Чтобы освободить человека от уз, они считали необходимым разрушить все традиционные структуры, традиции и исторические общественные связи. Так, этическая идея прав человека превратилась в идеал социалистического равенства и полного конформизма при неизбежном приведении всех к низшему общему знаменателю. Никакого разнообразия, так как оно сопровождается неравенством. Таким образом, кажущийся ультрадемократический идеал неограниченного народного суверенитета очень быстро выродился в систему насилия» (Поспеловский, 49-50).
«Самым главным уроком этого исследования является несовместимость идеи всеобъемлющей и всеобщей веры (в любой идеал и насильственного ее внедрения. Отсюда несбыточность и тираничность теократий. – Д.П.) со свободой. Оба идеала свойственны двум инстинктам, наиболее глубоко укорененным в человеческой природе: мечте о спасении и любви к свободе. Любая попытка удовлетворить оба стремления одновременно неизбежно приводит если не к неограниченным тирании и рабству, то к колоссальному лицемерию и самообману, которые являются обязательными спутниками тоталитарной демократии» (J. L. Talmon, The Origins of Totalitarian Democracy. C. 253 процитировано Д. Поспеловский, Тоталитаризм и вероисповедание. М.: ББИ, 2003. - С. 50.).
«… демократия сама по себе, без духовных ценностей и гражданского общества не является гарантом от тоталитаризма»[1].
«Если демократия допускает и поддерживает свободное обсуждение обществом государственной политики и общественных проблем, и для ее нормального функционирования необходима наличность мнений большинства и меньшинства, которые являются результатом неограниченной гласности для любых высказываний, сколь абсурдными бы они ни были, то тоталитаризм требует от общества и индивида полного послушания и дисциплины.
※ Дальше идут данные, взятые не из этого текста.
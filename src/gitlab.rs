//! GitLab Client
//!
//! Resolves an issue's global id over REST, then lists its direct children
//! through the work item hierarchy GraphQL query.

use board_engine::{ChildDescriptor, FetchError, ItemId, ItemKind};
use percent_encoding::{utf8_percent_encode, NON_ALPHANUMERIC};
use serde::{Deserialize, Serialize};
use serde_json::json;
use tracing::{debug, warn};

use crate::messages::{FetchIssueDetails, IssueDetails};

/// Hierarchy query trimmed to the fields the overlay reads.
pub const WORK_ITEM_TREE_QUERY: &str = r#"
query workItemTreeQuery($id: WorkItemID!, $pageSize: Int = 100, $endCursor: String) {
  workItem(id: $id) {
    id
    widgets(onlyTypes: [HIERARCHY]) {
      ... on WorkItemWidgetHierarchy {
        type
        children(first: $pageSize, after: $endCursor) {
          count
          nodes {
            id
            iid
            workItemType { name }
            title
            state
            createdAt
            closedAt
            widgets(onlyTypes: [LABELS, WEIGHT]) {
              type
              ... on WorkItemWidgetLabels { labels { nodes { title } } }
              ... on WorkItemWidgetWeight { weight }
            }
          }
        }
      }
    }
  }
}
"#;

const OPERATION_NAME: &str = "workItemTreeQuery";

#[derive(Debug, Clone, PartialEq, Eq, Serialize, Deserialize)]
#[serde(default)]
pub struct GitLabConfig {
    pub api_base: String,
    pub graphql_url: String,
    pub page_size: u32,
}

impl Default for GitLabConfig {
    fn default() -> Self {
        Self {
            api_base: "https://gitlab.com/api/v4".to_string(),
            graphql_url: "https://gitlab.com/api/graphql".to_string(),
            page_size: 100,
        }
    }
}

#[derive(Debug, Clone)]
pub struct GitLabClient {
    config: GitLabConfig,
    client: reqwest::Client,
}

impl GitLabClient {
    pub fn new(config: GitLabConfig) -> Self {
        Self {
            config,
            client: reqwest::Client::new(),
        }
    }

    pub fn config(&self) -> &GitLabConfig {
        &self.config
    }

    pub fn issue_url(&self, project: &str, iid: ItemId) -> String {
        format!(
            "{}/projects/{}/issues/{}",
            self.config.api_base.trim_end_matches('/'),
            utf8_percent_encode(project, NON_ALPHANUMERIC),
            iid.0
        )
    }

    /// The instance-wide work item id behind a project-scoped issue number.
    pub async fn issue_global_id(&self, project: &str, iid: ItemId) -> Result<u64, FetchError> {
        let url = self.issue_url(project, iid);
        let response = self
            .client
            .get(&url)
            .send()
            .await
            .map_err(|e| FetchError::Transport(e.to_string()))?;
        let body = read_body(response, &url).await?;
        decode_issue(&body)
    }

    pub async fn child_items(&self, global_id: u64) -> Result<Vec<ChildDescriptor>, FetchError> {
        let url = &self.config.graphql_url;
        let response = self
            .client
            .post(url)
            .json(&json!({
                "operationName": OPERATION_NAME,
                "query": WORK_ITEM_TREE_QUERY,
                "variables": {
                    "id": format!("gid://gitlab/WorkItem/{}", global_id),
                    "endCursor": "",
                    "pageSize": self.config.page_size,
                },
            }))
            .send()
            .await
            .map_err(|e| FetchError::Transport(e.to_string()))?;
        let body = read_body(response, url).await?;
        decode_children(&body, global_id)
    }

    pub async fn fetch_issue_details(&self, request: &FetchIssueDetails) -> Result<IssueDetails, FetchError> {
        let project = request
            .project
            .as_deref()
            .ok_or_else(|| FetchError::Transport(format!("no project id for issue {}", request.issue)))?;
        let global_id = self.issue_global_id(project, request.issue).await?;
        let child_items = self.child_items(global_id).await?;
        debug!("issue {} has {} child item(s)", request.issue, child_items.len());
        Ok(IssueDetails {
            iid: request.issue,
            child_items,
        })
    }
}

async fn read_body(response: reqwest::Response, url: &str) -> Result<String, FetchError> {
    let status = response.status();
    let body = response
        .text()
        .await
        .map_err(|e| FetchError::Transport(e.to_string()))?;
    if !status.is_success() {
        warn!("{} returned {}: {}", url, status, truncate_for_error(&body));
        return Err(FetchError::Status {
            status: status.as_u16(),
            url: url.to_string(),
        });
    }
    Ok(body)
}

// ========================
// Response Decoding
// ========================

#[derive(Deserialize)]
struct IssueRecord {
    id: u64,
}

#[derive(Deserialize)]
struct GraphqlEnvelope {
    data: Option<TreeData>,
    errors: Option<Vec<GraphqlError>>,
}

#[derive(Deserialize)]
struct GraphqlError {
    message: String,
}

#[derive(Deserialize)]
struct TreeData {
    #[serde(rename = "workItem")]
    work_item: Option<WorkItemNode>,
}

#[derive(Deserialize)]
struct WorkItemNode {
    #[serde(default)]
    widgets: Vec<HierarchyWidget>,
}

#[derive(Deserialize)]
struct HierarchyWidget {
    #[serde(default)]
    children: Option<ChildConnection>,
}

#[derive(Deserialize)]
struct ChildConnection {
    #[serde(default)]
    nodes: Vec<ChildNode>,
}

#[derive(Deserialize)]
#[serde(rename_all = "camelCase")]
struct ChildNode {
    iid: String,
    work_item_type: Option<TypeName>,
    #[serde(default)]
    title: String,
    #[serde(default)]
    state: String,
    created_at: Option<String>,
    closed_at: Option<String>,
    #[serde(default)]
    widgets: Vec<MetadataWidget>,
}

#[derive(Deserialize)]
struct TypeName {
    name: String,
}

#[derive(Deserialize)]
struct MetadataWidget {
    labels: Option<LabelConnection>,
    weight: Option<u32>,
}

#[derive(Deserialize)]
struct LabelConnection {
    #[serde(default)]
    nodes: Vec<LabelNode>,
}

#[derive(Deserialize)]
struct LabelNode {
    title: String,
}

/// Reads the global `id` out of a REST issue body.
pub fn decode_issue(body: &str) -> Result<u64, FetchError> {
    serde_json::from_str::<IssueRecord>(body)
        .map(|issue| issue.id)
        .map_err(|e| FetchError::Decode(format!("{}: {}", e, truncate_for_error(body))))
}

/// Maps a `workItemTreeQuery` response to child descriptors.
pub fn decode_children(body: &str, global_id: u64) -> Result<Vec<ChildDescriptor>, FetchError> {
    let envelope: GraphqlEnvelope =
        serde_json::from_str(body).map_err(|e| FetchError::Decode(format!("{}: {}", e, truncate_for_error(body))))?;

    if let Some(errors) = envelope.errors.filter(|errors| !errors.is_empty()) {
        let message = errors
            .into_iter()
            .map(|error| error.message)
            .collect::<Vec<_>>()
            .join("; ");
        return Err(FetchError::Decode(message));
    }

    let connection = envelope
        .data
        .and_then(|data| data.work_item)
        .and_then(|item| item.widgets.into_iter().find_map(|widget| widget.children))
        .ok_or_else(|| FetchError::MissingHierarchy(format!("gid://gitlab/WorkItem/{}", global_id)))?;

    Ok(connection.nodes.into_iter().filter_map(to_descriptor).collect())
}

fn to_descriptor(node: ChildNode) -> Option<ChildDescriptor> {
    let Some(identifier) = ItemId::parse(&node.iid) else {
        warn!("skipping child with unreadable iid {:?}", node.iid);
        return None;
    };
    let kind = node
        .work_item_type
        .map(|t| ItemKind::from_type_name(&t.name))
        .unwrap_or(ItemKind::Task);
    let labels = node
        .widgets
        .iter()
        .filter_map(|w| w.labels.as_ref())
        .flat_map(|l| l.nodes.iter().map(|n| n.title.clone()))
        .collect();
    let weight = node.widgets.iter().find_map(|w| w.weight);
    Some(ChildDescriptor {
        identifier,
        kind,
        title: node.title,
        status: node.state,
        created_at: node.created_at,
        closed_at: node.closed_at,
        labels,
        weight,
    })
}

fn truncate_for_error(body: &str) -> String {
    const MAX_LEN: usize = 200;
    if body.chars().count() <= MAX_LEN {
        body.to_owned()
    } else {
        let truncated: String = body.chars().take(MAX_LEN).collect();
        format!("{}...", truncated)
    }
}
А право на знание истины в последней инстанции и правильного решения проблем признается только за вождем, любое сопротивление которому приравнивается к государственной измене»[2]. Рассматривая эту цитату в контексте евангельского христианства, мы сможем увидеть, что в ней практически ничего не изменится. Можно разве что переименовать «государственную измену» в «уход от единства с братьями/бунт против истинной веры», а «вождя» в «старшего епископа».
«У всякого деспотизма особо острый инстинкт враждебности ко всему, что способствует человеческому достоинству и независимости. Любопытно наблюдать, как преподавание наук используется повсюду для подавления мертвым грузом фактов любой свободы и исследовании вопросов нравственности. Материализм – вспомогательная доктрина любой тирании, одного [диктатора] или масс. Господствующая тенденция века – превратить людей из самостоятельных индивидом в винтики единой, огромной социальной машины; сделать общество, а не совесть, центром жизни (выделено автором); поработить душу вещами, обезличить человека…»[3].
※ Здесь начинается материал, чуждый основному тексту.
//! WebExtension API Bindings
//!
//! Promise-based `chrome.*` calls. Firefox exposes the same namespace.

use board_engine::{Flags, FlagsPatch};
use futures::future::LocalBoxFuture;
use serde::de::DeserializeOwned;
use serde::Serialize;
use tracing::{debug, warn};
use wasm_bindgen::prelude::*;

use crate::error::ExtensionError;
use crate::messages::FlagsUpdated;

/// Tabs that may host a milestone board.
pub const GITLAB_TABS: &str = "*://gitlab.com/*";

#[wasm_bindgen]
extern "C" {
    #[wasm_bindgen(catch, js_namespace = ["chrome", "storage", "local"], js_name = get)]
    async fn storage_get(keys: JsValue) -> Result<JsValue, JsValue>;

    #[wasm_bindgen(catch, js_namespace = ["chrome", "storage", "local"], js_name = set)]
    async fn storage_set(items: JsValue) -> Result<JsValue, JsValue>;

    #[wasm_bindgen(catch, js_namespace = ["chrome", "runtime"], js_name = sendMessage)]
    async fn runtime_send_message(message: JsValue) -> Result<JsValue, JsValue>;

    #[wasm_bindgen(js_namespace = ["chrome", "runtime", "onMessage"], js_name = addListener)]
    fn add_runtime_listener(listener: &Closure<dyn FnMut(JsValue, JsValue, js_sys::Function) -> JsValue>);

    #[wasm_bindgen(catch, js_namespace = ["chrome", "tabs"], js_name = query)]
    async fn tabs_query(query: JsValue) -> Result<JsValue, JsValue>;

    #[wasm_bindgen(catch, js_namespace = ["chrome", "tabs"], js_name = sendMessage)]
    async fn tabs_send_message(tab_id: f64, message: JsValue) -> Result<JsValue, JsValue>;
}

/// Plain objects rather than `Map`s, as the extension APIs expect.
pub fn to_js<T: Serialize + ?Sized>(value: &T) -> Result<JsValue, ExtensionError> {
    Ok(value.serialize(&serde_wasm_bindgen::Serializer::json_compatible())?)
}

pub fn from_js<T: DeserializeOwned>(value: JsValue) -> Result<T, ExtensionError> {
    Ok(serde_wasm_bindgen::from_value(value)?)
}

// ========================
// Storage
// ========================

/// Stored flags, with defaults for anything never saved.
pub async fn load_flags() -> Result<Flags, ExtensionError> {
    let defaults = to_js(&FlagsPatch::from(Flags::default()))?;
    let stored: serde_json::Value = from_js(storage_get(defaults).await?)?;
    Ok(Flags::default().merged(&Flags::patch_from_json(&stored)))
}

pub async fn save_flags(flags: Flags) -> Result<(), ExtensionError> {
    storage_set(to_js(&FlagsPatch::from(flags))?).await?;
    Ok(())
}

// ========================
// Messaging
// ========================

pub async fn send_runtime_message<T: Serialize, R: DeserializeOwned>(message: &T) -> Result<R, ExtensionError> {
    let reply = runtime_send_message(to_js(message)?).await?;
    from_js(reply)
}

/// Sends `flagsUpdated` to every GitLab tab; returns how many accepted it.
pub async fn broadcast_flags(flags: Flags) -> Result<usize, ExtensionError> {
    let query = to_js(&serde_json::json!({ "url": GITLAB_TABS }))?;
    let tabs: js_sys::Array = tabs_query(query).await?.dyn_into()?;
    let message = to_js(&FlagsUpdated::new(flags))?;

    let mut delivered = 0;
    for tab in tabs.iter() {
        let Some(tab_id) = js_sys::Reflect::get(&tab, &JsValue::from_str("id"))?.as_f64() else {
            continue;
        };
        // Tabs without the content script reject the message.
        match tabs_send_message(tab_id, message.clone()).await {
            Ok(_) => delivered += 1,
            Err(e) => debug!("tab {} did not take flags: {:?}", tab_id, e),
        }
    }
    Ok(delivered)
}

/// Handler for incoming runtime messages. Returning a future keeps the
/// channel open until it resolves and its value is sent back.
pub type MessageHandler = dyn Fn(serde_json::Value) -> Option<LocalBoxFuture<'static, serde_json::Value>>;

pub fn on_runtime_message(handler: Box<MessageHandler>) {
    let listener = Closure::<dyn FnMut(JsValue, JsValue, js_sys::Function) -> JsValue>::new(
        move |message: JsValue, _sender: JsValue, send_response: js_sys::Function| {
            let message: serde_json::Value = match from_js(message) {
                Ok(message) => message,
                Err(e) => {
                    debug!("ignoring unreadable runtime message: {}", e);
                    return JsValue::FALSE;
                }
            };
            let Some(reply) = handler(message) else {
                return JsValue::FALSE;
            };
            wasm_bindgen_futures::spawn_local(async move {
                let value = reply.await;
                let sent = to_js(&value).and_then(|js| Ok(send_response.call1(&JsValue::NULL, &js)?));
                if let Err(e) = sent {
                    warn!("could not answer runtime message: {}", e);
                }
            });
            JsValue::TRUE
        },
    );
    add_runtime_listener(&listener);
    listener.forget();
}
«Чтобы сразить своего оппонента, обезвредить его в глазах массового слушателя, надо не выдвигать рациональные контраргумены, а ошарашить его оскорблениями, криком, всячески унизить. Этой техникой пользуются все диктаторы-демогоги нашего времени – от Ленина до Гитлера, от Сталина до Кастро…»[4].
«Эммансипированные массы стремятся к равенству за счет индивидуальной свободы, и наш век показал, что под предлогом равенства к власти приходят жесточайшие диктатуры, устанавливающие своеобразное равенство на уровне самого низкого общего знаменателя – равенство, при котором одни равны больше, чем другие, по меткому выражению Оруэла, - и поддерживающие это «равенство» посредством кровавого террора»[5]. В церкви террор конечно же поддерживается и утверждается иными методами. Для утвреждения диктатуры и тоталитаризма в церкви диктатору достаточно сохранять за собой исключительный контроль над тем, что проповедуется с церковной кафедры. Под разными предлогами выбор проповедника будет производится весьма и весьма селективно, кроме всего прочего доверие кафедры будет служить еще и знаком особого доверия, поощрения и внимания – не всякий этого «доверия» удостоится, и все больше аудитория, а кафедра «выше», тем более это доверие ценно как в глазах слушающих, так и в глазах выступающего.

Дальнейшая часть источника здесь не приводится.